Baked into this argument is the common assumption that early humans were only able to make universally similar handaxes if we had language:
Homo erectus, which spread from Africa across much of the old world from 1.5 million to 500,000 years ago (all the way to China and Indonesia), controlled fire and almost everywhere used the same symmetrical, well-crafted stone hand-axes. It is easy to imagine some form of language contributing to such successes, though again we cannot be sure (363).
Notwithstanding my claim that stone hand-axes appear not to be tools at all but are more likely early language themselves, this argument has the same two issues that every gradualist, Darwinist theory of origin faces: 1) how did this happen only once, and 2) how do we know we’re all that different from animals? A fair share of The Language Instinct is dedicated to differentiating humans from animals, particularly in reference to recursion, but studies have emerged since which also report recursion in crows, orangutans, and carnivores in general.
So, perhaps it’s assumed that only in humans does recursion affect our communication, yet we can also ask, Why not assume these animals also communicate recursively, which is beyond our comprehension? Why not trees and mushrooms? Why not the earth? Since we can’t go into a non-human brain to experience recursion as they do, there are simply no good answers to this.
What’s missing from the recursion research is a concrete differentiating factor between humans and animals (and everything else). So far, no such factor has been found. This is by design: the assumption is that humans gradually evolved from an ancient primate, so there can technically be no concrete difference between us and them. It can only be a blurry data point on a spectrum of adaptations, always with something preceding and following it.
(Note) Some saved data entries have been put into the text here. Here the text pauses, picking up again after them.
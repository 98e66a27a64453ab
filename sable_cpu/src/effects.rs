// Copyright 2026 the Sable Authors
// SPDX-License-Identifier: Apache-2.0 OR MIT

//! Full-target effect passes over intermediate render targets.
//!
//! Every pass reads from a snapshot of the destination region so that a
//! kernel never feeds on pixels it has already written this pass.

use sable_common::filter::{BlurDirection, DropShadow, FillEffect, GaussianBlur, Tint, Tritone};
use sable_common::pixel::{alpha, alpha_blend, interpolate, interpolate8, inv_alpha, premultiply, unpremultiply};
use sable_common::region::RenderRegion;

use crate::surface::Surface;

fn clip_32bit(target: &Surface, bbox: RenderRegion, what: &str) -> Option<RenderRegion> {
    if target.channel_size() != 4 {
        log::error!("not supported: {what} on a grayscale target");
        return None;
    }
    Some(bbox.intersected(&target.region()))
}

/// Gaussian-blur the region, separably.
pub fn effect_gaussian_blur(target: &mut Surface, bbox: RenderRegion, params: &GaussianBlur) -> bool {
    let Some(bbox) = clip_32bit(target, bbox, "gaussian blur") else {
        return false;
    };
    if !bbox.valid() || params.kernel.len() <= 1 {
        return true;
    }

    log::trace!("gaussian blur sigma={} [region: {bbox:?}]", params.sigma);

    let stride = target.stride;
    let buf = target.buf32_mut();
    if matches!(params.direction, BlurDirection::Both | BlurDirection::Horizontal) {
        blur_pass(buf, stride, bbox, &params.kernel, true);
    }
    if matches!(params.direction, BlurDirection::Both | BlurDirection::Vertical) {
        blur_pass(buf, stride, bbox, &params.kernel, false);
    }
    true
}

/// One separable convolution pass over `bbox`, reading from a copy.
fn blur_pass(buf: &mut [u32], stride: usize, bbox: RenderRegion, kernel: &[f32], horizontal: bool) {
    let w = bbox.w() as usize;
    let h = bbox.h() as usize;
    let radius = (kernel.len() / 2) as i32;

    let mut snapshot = vec![0_u32; w * h];
    for (y, row) in snapshot.chunks_exact_mut(w).enumerate() {
        let src = (bbox.min.y as usize + y) * stride + bbox.min.x as usize;
        row.copy_from_slice(&buf[src..src + w]);
    }

    let sample = |x: i32, y: i32| -> u32 {
        // Clamp to the region edge.
        let x = x.clamp(0, w as i32 - 1) as usize;
        let y = y.clamp(0, h as i32 - 1) as usize;
        snapshot[y * w + x]
    };

    for y in 0..h as i32 {
        let drow = (bbox.min.y + y) as usize * stride + bbox.min.x as usize;
        for x in 0..w as i32 {
            let mut acc = [0.0_f32; 4];
            for (k, weight) in kernel.iter().enumerate() {
                let o = k as i32 - radius;
                let s = if horizontal {
                    sample(x + o, y)
                } else {
                    sample(x, y + o)
                };
                acc[0] += *weight * (s >> 24) as f32;
                acc[1] += *weight * ((s >> 16) & 0xff) as f32;
                acc[2] += *weight * ((s >> 8) & 0xff) as f32;
                acc[3] += *weight * (s & 0xff) as f32;
            }
            // Normalization keeps the sum in range; the clamp only guards
            // against float drift at full intensity.
            let q = |v: f32| (v + 0.5).min(255.0) as u32;
            buf[drow + x as usize] =
                q(acc[0]) << 24 | q(acc[1]) << 16 | q(acc[2]) << 8 | q(acc[3]);
        }
    }
}

/// Composite a blurred, shifted silhouette of the region under it.
pub fn effect_drop_shadow(target: &mut Surface, bbox: RenderRegion, params: &DropShadow) -> bool {
    let Some(bbox) = clip_32bit(target, bbox, "drop shadow") else {
        return false;
    };
    if !bbox.valid() {
        return true;
    }

    log::trace!(
        "drop shadow offset=({}, {}) sigma={} [region: {bbox:?}]",
        params.dx,
        params.dy,
        params.sigma
    );

    let w = bbox.w() as usize;
    let h = bbox.h() as usize;
    let stride = target.stride;

    let mut color = params.color;
    color.premultiply();
    let shadow_color = target.join(color.r, color.g, color.b, color.a);

    // The shadow source: the silhouette of the destination tinted with the
    // shadow color, in its own target.
    let buf = target.buf32_mut();
    let mut shadow = vec![0_u32; w * h];
    for (y, row) in shadow.chunks_exact_mut(w).enumerate() {
        let src = (bbox.min.y as usize + y) * stride + bbox.min.x as usize;
        for (s, &d) in row.iter_mut().zip(&buf[src..src + w]) {
            *s = alpha_blend(shadow_color, alpha(d));
        }
    }

    // Sigma zero skips the blur passes entirely.
    if !params.kernel.is_empty() {
        let shadow_bbox = RenderRegion::new(0, 0, w as i32, h as i32);
        blur_pass(&mut shadow, w, shadow_bbox, &params.kernel, true);
        blur_pass(&mut shadow, w, shadow_bbox, &params.kernel, false);
    }

    let dx = params.dx.round() as i32;
    let dy = params.dy.round() as i32;

    // Composite the shifted shadow under the destination.
    for y in 0..h as i32 {
        let drow = (bbox.min.y + y) as usize * stride + bbox.min.x as usize;
        for x in 0..w as i32 {
            let (sx, sy) = (x - dx, y - dy);
            if sx < 0 || sy < 0 || sx >= w as i32 || sy >= h as i32 {
                continue;
            }
            let s = shadow[sy as usize * w + sx as usize];
            let dst = &mut buf[drow + x as usize];
            *dst += alpha_blend(s, inv_alpha(*dst));
        }
    }
    true
}

/// Replace the region's color, preserving its coverage.
pub fn effect_fill(target: &mut Surface, bbox: RenderRegion, params: &FillEffect) -> bool {
    let Some(bbox) = clip_32bit(target, bbox, "fill effect") else {
        return false;
    };
    if !bbox.valid() {
        return true;
    }

    log::trace!("fill effect [region: {bbox:?}]");

    let mut color = params.color;
    color.premultiply();
    let fill = target.join(color.r, color.g, color.b, color.a);
    let stride = target.stride;

    let buf = target.buf32_mut();
    for y in bbox.min.y..bbox.max.y {
        let row = y as usize * stride + bbox.min.x as usize;
        for px in &mut buf[row..row + bbox.w() as usize] {
            *px = alpha_blend(fill, alpha(*px));
        }
    }
    true
}

/// Map the region's luma linearly between two colors.
pub fn effect_tint(target: &mut Surface, bbox: RenderRegion, params: &Tint) -> bool {
    let Some(bbox) = clip_32bit(target, bbox, "tint") else {
        return false;
    };
    if !bbox.valid() {
        return true;
    }
    if params.intensity == 0 {
        return true;
    }

    log::trace!("tint intensity={} [region: {bbox:?}]", params.intensity);

    let luma_fn = target.alphas[2];
    let join = target.join;
    let stride = target.stride;
    let (black, white, intensity) = (params.black, params.white, params.intensity);

    let buf = target.buf32_mut();
    for y in bbox.min.y..bbox.max.y {
        let row = y as usize * stride + bbox.min.x as usize;
        for px in &mut buf[row..row + bbox.w() as usize] {
            let a = alpha(*px);
            if a == 0 {
                continue;
            }
            let luma = luma_fn(unpremultiply(*px));
            let tinted = join(
                interpolate8(white.r, black.r, luma),
                interpolate8(white.g, black.g, luma),
                interpolate8(white.b, black.b, luma),
                a,
            );
            *px = interpolate(premultiply(tinted, a), *px, intensity);
        }
    }
    true
}

/// Map the region's luma piecewise through three colors.
pub fn effect_tritone(target: &mut Surface, bbox: RenderRegion, params: &Tritone) -> bool {
    let Some(bbox) = clip_32bit(target, bbox, "tritone") else {
        return false;
    };
    if !bbox.valid() {
        return true;
    }

    log::trace!("tritone [region: {bbox:?}]");

    let luma_fn = target.alphas[2];
    let join = target.join;
    let stride = target.stride;
    let (shadow, midtone, highlight) = (params.shadow, params.midtone, params.highlight);

    let buf = target.buf32_mut();
    for y in bbox.min.y..bbox.max.y {
        let row = y as usize * stride + bbox.min.x as usize;
        for px in &mut buf[row..row + bbox.w() as usize] {
            let a = alpha(*px);
            if a == 0 {
                continue;
            }
            let luma = luma_fn(unpremultiply(*px));
            let mapped = if luma < 128 {
                let t = luma * 2;
                join(
                    interpolate8(midtone.r, shadow.r, t),
                    interpolate8(midtone.g, shadow.g, t),
                    interpolate8(midtone.b, shadow.b, t),
                    a,
                )
            } else {
                let t = (luma - 128).saturating_mul(2);
                join(
                    interpolate8(highlight.r, midtone.r, t),
                    interpolate8(highlight.g, midtone.g, t),
                    interpolate8(highlight.b, midtone.b, t),
                    a,
                )
            };
            *px = premultiply(mapped, a);
        }
    }
    true
}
And still, we can’t figure out why no such data point appears in any current animals. Why no animals are crossing the Rubicon of hominization, no matter how much sign language we throw at them.
My proposal to end this debate is to bring up the one kind of recursion that can’t exist among animals: reciprocal, object-based aggression (ROBA). The capacity to wield wildcard objects in combat, and the ability to anticipate the same in everyone else, is an exclusive and universal human trait. Unlike animals which can anticipate the weapon in combat, we are not so certain; and we know our opponent is uncertain.
So, ROBA is recursion itself. This creates the model for a self-referential recursion like we see in computer programming and sentence parsing:

More, ROBA is mutually recursive: one anticipates one’s enemy anticipating oneself forever. This is the same framework as the dialog: one anticipates the interlocutor’s anticipation of the self’s anticipation… only not of weapons, but of symbols.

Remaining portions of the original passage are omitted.